--- license: other license_name: modified-mit license_link: LICENSE base_model: - moonshotai/Kimi-K2-Thinking --- # Model Overview - **Model Architecture:** Kimi-K2-Thinking - **Input:** Text - **Output:** Text - **Supported Hardware Microarchitecture:** AMD MI350/MI355 - **ROCm:** 7.0 - **Operating System(s):** Linux - **Inference Engine:** [vLLM](https://docs.vllm.ai/en/latest/) - **Model Optimizer:** [AMD-Quark](https://quark.docs.amd.com/latest/index.html) (V0.11.1) - **Quantized layers:** Experts, Shared_experts - **Weight quantization:** OCP MXFP4, Static - **Activation quantization:** OCP MXFP4, Dynamic - **Calibration Dataset:** [Pile](https://huggingface.co/datasets/mit-han-lab/pile-val-backup) This model was built with Kimi-K2-Thinking model by applying [AMD-Quark](https://quark.docs.amd.com/latest/index.html) for MXFP4 quantization. # Model Quantization The model was quantized from [unsloth/Kimi-K2-Thinking-BF16](https://huggingface.co/unsloth/Kimi-K2-Thinking-BF16) using [AMD-Quark](https://quark.docs.amd.com/latest/index.html).
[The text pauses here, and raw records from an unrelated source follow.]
use super::SYMBOL_COUNT;

/// One element of a memory sequence, bound to one colored indicator.
///
/// The discriminant is the symbol's index into [`ALPHABET`] and into the
/// code table below, so the mapping from symbol to indicator slot is a
/// table read rather than a branch.
#[repr(u8)]
#[derive(Debug, Clone, Copy, PartialEq, Eq, Hash)]
#[cfg_attr(feature = "defmt", derive(defmt::Format))]
pub enum Symbol {
    Blue = 0,
    Red = 1,
    Yellow = 2,
    Green = 3,
}

/// The sampling alphabet, in index order.
pub const ALPHABET: [Symbol; SYMBOL_COUNT] =
    [Symbol::Blue, Symbol::Red, Symbol::Yellow, Symbol::Green];

/// Wire code sent and accepted over the serial console, indexed by symbol.
const SYMBOL_CODES: [u8; SYMBOL_COUNT] = *b"BRYG";

impl Symbol {
    /// Index of this symbol in [`ALPHABET`]; also the indicator slot it drives.
    pub const fn index(self) -> usize {
        self as usize
    }

    /// Uppercase ASCII code for this symbol (`B`, `R`, `Y` or `G`).
    pub const fn code(self) -> u8 {
        SYMBOL_CODES[self.index()]
    }

    /// Look up a symbol by its exact uppercase code.
    ///
    /// Lowercase codes are **not** accepted here; callers that want
    /// case-insensitive matching normalise first.
    pub fn from_code(code: u8) -> Option<Self> {
        SYMBOL_CODES
            .iter()
            .position(|&c| c == code)
            .map(|idx| ALPHABET[idx])
    }
}
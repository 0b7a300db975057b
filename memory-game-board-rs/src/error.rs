//! Error types for the board layer.

use core::fmt;

use embedded_hal::digital;
use memory_game::game::GameError;

/// Errors that can occur while driving the game's peripherals.
///
/// Peripheral errors are reduced to their portable `ErrorKind` (or to a
/// bare variant for the crate's own traits), so this enum is non-generic
/// and one type covers every peripheral the round controller touches.
#[derive(Debug, Clone, Copy, PartialEq, Eq)]
pub enum BoardError {
    /// An indicator LED output failed.
    Indicator(digital::ErrorKind),
    /// The tone output failed to start or stop a note.
    Tone,
    /// The potentiometer could not be read.
    SpeedInput,
    /// UART read or write failure.
    Serial(embedded_io_async::ErrorKind),
    /// The serial port reported end of input.
    InputClosed,
    /// A status line did not fit the output buffer.
    Format,
    /// Game rule violation (invalid configuration).
    Game(GameError),
}

impl BoardError {
    pub(crate) fn indicator<E: digital::Error>(error: E) -> Self {
        BoardError::Indicator(error.kind())
    }

    pub(crate) fn serial<E: embedded_io_async::Error>(error: E) -> Self {
        BoardError::Serial(error.kind())
    }
}

// Allow ergonomic `?` propagation from game rule errors.
impl From<GameError> for BoardError {
    fn from(error: GameError) -> Self {
        BoardError::Game(error)
    }
}

impl fmt::Display for BoardError {
    fn fmt(&self, f: &mut fmt::Formatter) -> fmt::Result {
        match self {
            BoardError::Indicator(kind) => write!(f, "Indicator output error: {:?}", kind),
            BoardError::Tone => write!(f, "Tone output error"),
            BoardError::SpeedInput => write!(f, "Speed input read error"),
            BoardError::Serial(kind) => write!(f, "Serial error: {:?}", kind),
            BoardError::InputClosed => write!(f, "Serial input closed"),
            BoardError::Format => write!(f, "Status line too long"),
            BoardError::Game(e) => write!(f, "Game error: {}", e),
        }
    }
}

#[cfg(feature = "defmt")]
impl defmt::Format for BoardError {
    fn format(&self, f: defmt::Formatter) {
        match self {
            BoardError::Indicator(_kind) => defmt::write!(f, "Indicator output error"),
            BoardError::Tone => defmt::write!(f, "Tone output error"),
            BoardError::SpeedInput => defmt::write!(f, "Speed input read error"),
            BoardError::Serial(_kind) => defmt::write!(f, "Serial error"),
            BoardError::InputClosed => defmt::write!(f, "Serial input closed"),
            BoardError::Format => defmt::write!(f, "Status line too long"),
            BoardError::Game(e) => defmt::write!(f, "Game error: {}", e),
        }
    }
}
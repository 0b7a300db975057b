//! Potentiometer speed mapping.
//!
//! The raw reading in `[0, RAW_MAX]` is mapped linearly onto the symbol
//! hold duration in `[DURATION_MIN_MS, DURATION_MAX_MS]`: turning the knob
//! down makes the sequence play faster.
//!
//! ```text
//! raw       0 ─────────────────────────────── 1023
//! duration  200 ──── 400 ──────── 700 ─────── 1000 ms
//! tier      │  Fast  │   Medium   │   Slow    │
//! ```

/// Largest raw reading (10-bit scale).
pub const RAW_MAX: u16 = 1023;

/// Hold duration at raw = 0.
pub const DURATION_MIN_MS: u32 = 200;

/// Hold duration at raw = [`RAW_MAX`].
pub const DURATION_MAX_MS: u32 = 1000;

/// Upper bound (inclusive) of the [`SpeedTier::Fast`] tier.
pub const FAST_MAX_MS: u32 = 400;

/// Upper bound (inclusive) of the [`SpeedTier::Medium`] tier.
pub const MEDIUM_MAX_MS: u32 = 700;

/// Coarse speed classification shown on the three speed indicators.
#[derive(Debug, Clone, Copy, PartialEq, Eq)]
#[cfg_attr(feature = "defmt", derive(defmt::Format))]
pub enum SpeedTier {
    Fast = 0,
    Medium = 1,
    Slow = 2,
}

/// Number of speed tiers (and speed indicators).
pub const SPEED_TIER_COUNT: usize = 3;

const TIER_NAMES: [&str; SPEED_TIER_COUNT] = ["FAST", "MEDIUM", "SLOW"];

impl SpeedTier {
    /// Indicator slot for this tier.
    pub const fn index(self) -> usize {
        self as usize
    }

    /// Uppercase label used in console reports.
    pub const fn name(self) -> &'static str {
        TIER_NAMES[self.index()]
    }
}

/// Map a raw reading onto the hold duration in milliseconds.
///
/// Integer arithmetic with truncating division, so `512` maps to `600`.
/// Readings above [`RAW_MAX`] are clamped.
pub fn compute_duration(raw: u16) -> u32 {
    let raw = u32::from(raw.min(RAW_MAX));
    DURATION_MIN_MS + raw * (DURATION_MAX_MS - DURATION_MIN_MS) / u32::from(RAW_MAX)
}

/// Classify a hold duration. Boundaries are inclusive on the lower tier.
pub fn classify(duration_ms: u32) -> SpeedTier {
    if duration_ms <= FAST_MAX_MS {
        SpeedTier::Fast
    } else if duration_ms <= MEDIUM_MAX_MS {
        SpeedTier::Medium
    } else {
        SpeedTier::Slow
    }
}

/// Rescale an ADC sample of `resolution_bits` bits onto `[0, RAW_MAX]`.
///
/// The RP2350 ADC returns 12-bit samples; the speed mapping is defined on a
/// 10-bit scale.
pub fn scale_sample(sample: u16, resolution_bits: u8) -> u16 {
    match resolution_bits.min(16) {
        10 => sample.min(RAW_MAX),
        bits if bits > 10 => (sample >> (bits - 10)).min(RAW_MAX),
        bits => (sample << (10 - bits)).min(RAW_MAX),
    }
}

/// One speed measurement: the raw reading and everything derived from it.
#[derive(Debug, Clone, Copy, PartialEq, Eq)]
#[cfg_attr(feature = "defmt", derive(defmt::Format))]
pub struct SpeedReading {
    /// Raw reading, clamped to `[0, RAW_MAX]`.
    pub raw: u16,
    /// Symbol hold duration in milliseconds.
    pub duration_ms: u32,
    pub tier: SpeedTier,
}

impl SpeedReading {
    pub fn from_raw(raw: u16) -> Self {
        let raw = raw.min(RAW_MAX);
        let duration_ms = compute_duration(raw);
        Self {
            raw,
            duration_ms,
            tier: classify(duration_ms),
        }
    }
}

impl Default for SpeedReading {
    /// The slowest setting, used before the first reading is taken.
    fn default() -> Self {
        Self::from_raw(RAW_MAX)
    }
}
The weights and activations are quantized to MXFP4. **Quantization scripts:** ``` cd Quark/examples/torch/language_modeling/llm_ptq/ exclude_layers="*self_attn* *mlp.gate *lm_head *mlp.gate_proj *mlp.up_proj *mlp.down_proj" python quantize_quark.py \ --model_dir unsloth/Kimi-K2-Thinking-BF16 \ --quant_scheme mxfp4 \ --exclude_layers $exclude_layers \ --output_dir amd/Kimi-K2-Thinking-MXFP4 \ --file2file_quantization ``` # Deployment ### Use with vLLM This model can be deployed efficiently using the [vLLM](https://docs.vllm.ai/en/latest/) backend. ## Evaluation The model was evaluated on GSM8K benchmarks. ### Accuracy
| Benchmark | Kimi-K2-Thinking | Kimi-K2-Thinking-MXFP4(this model) | Recovery |
| GSM8K (flexible-extract) | 94.16 | 93.03 | 98.80% |